Warnings: Swearing. And...well...a kind of depressed Kuro-chan, I suppose.

Disclaimer: No. I do not own Kurogane or Fai or...anyone else who appears in this story and doesn't belong to me. Yeah...that made sense.

Author's Note: Well, this was inspired by a dream. A very odd dream. A very odd, very depressing dream. Not at all how I want Tsubasa to end.


Where months had passed, Kurogane felt years.

Patrolling the outer wall in the silvery rays the almost-full moon cast down on the world, he sometimes felt ancient. It hadn't been long since that journey --

since that man --

but he somehow felt as if the youth were drained from him.

Sometimes he simply had to pause. Stop where he was, take a deep breath, remember, and try to let go.

But letting go was the hardest part.

During that final battle, when he'd lost Ginryu, he'd been distraught. As if it were a person. As if it were the most important thing in the world, that sword. And maybe it had been, once upon a time, when all he'd had to live for -- all he'd had to protect -- was his honor, his father's honor. And that was why he mourned the loss of that sword, the very symbol of that honor.

But it wasn't until Fai fell that he realized that the sword didn't matter. He'd thrown away a lot of swords for good causes.
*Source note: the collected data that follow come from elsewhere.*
use glam::DVec2;

use crate::objects::Defaults;
use crate::physics::collider::CollisionTags;
use crate::physics::PhysicsConfig;

/// Construction parameters of a [`World`](super::World).
#[derive(Debug, Clone)]
pub struct WorldConfig {
    /// Width and height of the play area.
    pub dims: DVec2,
    /// Downward gravitational acceleration.
    pub gravity: f64,
    /// Which boundary walls to build: left, bottom, right, top.
    pub closed_ends: [bool; 4],
    /// Fixed sub-step size in seconds.
    pub basic_timestep: f64,
    pub defaults: Defaults,
    pub tags: CollisionTags,
}

impl Default for WorldConfig {
    fn default() -> Self {
        Self {
            dims: DVec2::new(600.0, 600.0),
            gravity: 200.0,
            closed_ends: [true; 4],
            basic_timestep: 0.01,
            defaults: Defaults::default(),
            tags: CollisionTags::default(),
        }
    }
}

impl WorldConfig {
    pub fn new(dims: DVec2, gravity: f64) -> Self {
        Self {
            dims,
            gravity,
            ..Default::default()
        }
    }

    pub fn with_closed_ends(mut self, closed_ends: [bool; 4]) -> Self {
        self.closed_ends = closed_ends;
        self
    }

    pub fn with_basic_timestep(mut self, basic_timestep: f64) -> Self {
        self.basic_timestep = basic_timestep;
        self
    }

    pub fn with_defaults(mut self, defaults: Defaults) -> Self {
        self.defaults = defaults;
        self
    }

    pub(crate) fn physics(&self) -> PhysicsConfig {
        PhysicsConfig {
            gravity: self.gravity,
            basic_timestep: self.basic_timestep,
            tags: self.tags,
        }
    }
}
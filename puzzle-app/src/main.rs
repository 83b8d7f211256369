//! Run a puzzle scene headless and report how it ends.
//!
//! Usage: puzzle-app [scene.json] [seconds] [step]
//!
//! Without a scene file a small demo (a ball dropped into a goal) is run.

use std::cell::Cell;
use std::rc::Rc;

use anyhow::Context;
use glam::DVec2;
use puzzle_world::world::DEFAULT_SLOP_TIME;
use puzzle_world::{filter_collision_events, ObjectParams, SceneDesc, World, WorldConfig};

fn demo_world() -> anyhow::Result<World> {
    let mut world = World::new(WorldConfig::new(DVec2::new(100.0, 100.0), 10.0))?;
    world.add_ball("ball", DVec2::new(50.0, 90.0), 5.0, ObjectParams::new())?;
    world.add_segment(
        "ramp",
        DVec2::new(20.0, 60.0),
        DVec2::new(45.0, 50.0),
        2.0,
        ObjectParams::fixed(),
    )?;
    world.add_box_goal("goal", [40.0, 0.0, 60.0, 10.0], None)?;
    world.attach_specific_in_goal("goal", "ball", 1.0);
    Ok(world)
}

fn load_world(path: &str) -> anyhow::Result<World> {
    let text = std::fs::read_to_string(path).with_context(|| format!("reading {path}"))?;
    let scene: SceneDesc =
        serde_json::from_str(&text).with_context(|| format!("parsing {path}"))?;
    World::from_scene(&scene).with_context(|| format!("building {path}"))
}

fn parse_arg(args: &[String], index: usize, default: f64) -> anyhow::Result<f64> {
    match args.get(index) {
        Some(s) => s.parse().with_context(|| format!("invalid number `{s}`")),
        None => Ok(default),
    }
}

fn main() -> anyhow::Result<()> {
    env_logger::init();
    let args: Vec<String> = std::env::args().skip(1).collect();

    let mut world = match args.first() {
        Some(path) => load_world(path)?,
        None => demo_world()?,
    };
    let duration = parse_arg(&args, 1, 20.0)?;
    let dt = parse_arg(&args, 2, 0.1)?;
    if dt <= 0.0 {
        anyhow::bail!("step must be positive, got {dt}");
    }

    let won_at = Rc::new(Cell::new(None));
    let first_win = won_at.clone();
    world.set_win_callback(move |t| {
        if first_win.get().is_none() {
            first_win.set(Some(t));
        }
    });

    log::info!(
        "running {} objects for {duration} s in steps of {dt} s",
        world.object_names().count()
    );
    while world.time() < duration && won_at.get().is_none() {
        world.step(dt);
    }

    match won_at.get() {
        Some(t) => println!("won at t = {t:.2} s"),
        None => println!(
            "not won after {:.2} s (remaining: {:?})",
            world.time(),
            world.remaining_time()
        ),
    }

    let spans = filter_collision_events(world.collision_events(), DEFAULT_SLOP_TIME);
    println!(
        "{} collision events, {} contact spans",
        world.collision_events().len(),
        spans.len()
    );
    for span in spans {
        let fmt = |t: Option<f64>| t.map_or_else(|| "-".to_string(), |t| format!("{t:.2}"));
        println!(
            "  {} / {}: {} .. {}",
            span.first,
            span.second,
            fmt(span.begin),
            fmt(span.end)
        );
    }
    Ok(())
}
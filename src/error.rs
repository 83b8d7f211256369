//! Error type shared by every fallible operation in the crate.

use thiserror::Error;

/// Errors raised by scene construction, geometry helpers and object accessors.
///
/// The step loop itself never produces these; they surface only at the call
/// that received bad input.
#[derive(Debug, Clone, PartialEq, Error)]
pub enum WorldError {
    /// A name is already registered in the object or blocker registry.
    #[error("name `{0}` is already registered")]
    NameCollision(String),
    /// Vertex counts, widths or coordinates are unusable.
    #[error("invalid geometry: {0}")]
    InvalidGeometry(String),
    /// Kinematic access on a static object, unknown names, or bad arguments.
    #[error("invalid operation: {0}")]
    InvalidOperation(String),
    /// Outline chaining could not close a loop.
    #[error("degenerate outline: {0}")]
    DegenerateOutline(String),
    /// Unrecognized shape, condition or color name in a scene description.
    #[error("unknown variant `{0}`")]
    UnknownVariant(String),
}

pub type Result<T> = std::result::Result<T, WorldError>;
Like, the replica Ginryu to make it back home.

Sohi to save Fai.

And, by Hell and Heaven and everything between, if he'd had Ginryu that time -- the real Ginryu -- if he hadn't already lost it by then, he'd have thrown it away, too. He'd have thrown it and his other arm away, maybe a leg. Hell, his life.

If it could save him --

Fai --

then Kurogane would've thrown it all away.

But he hadn't had Ginryu. And he himself hadn't been there. Not at the time, not when it mattered.

Not when Fei-Wong made his move.

Not when...

Kurogane halted his patrol, raised his hands to his face. His ring fingers found his temples by memory, and they drove themselves into the soft areas, as if being doing so they could gorge out everything-- the headaches, the memories, the awful feeling that one is aging too fast for the world around them.

But especially the memories.


Author's Note: So, there you have it. A disturbingly-depressed Kuro-wanka.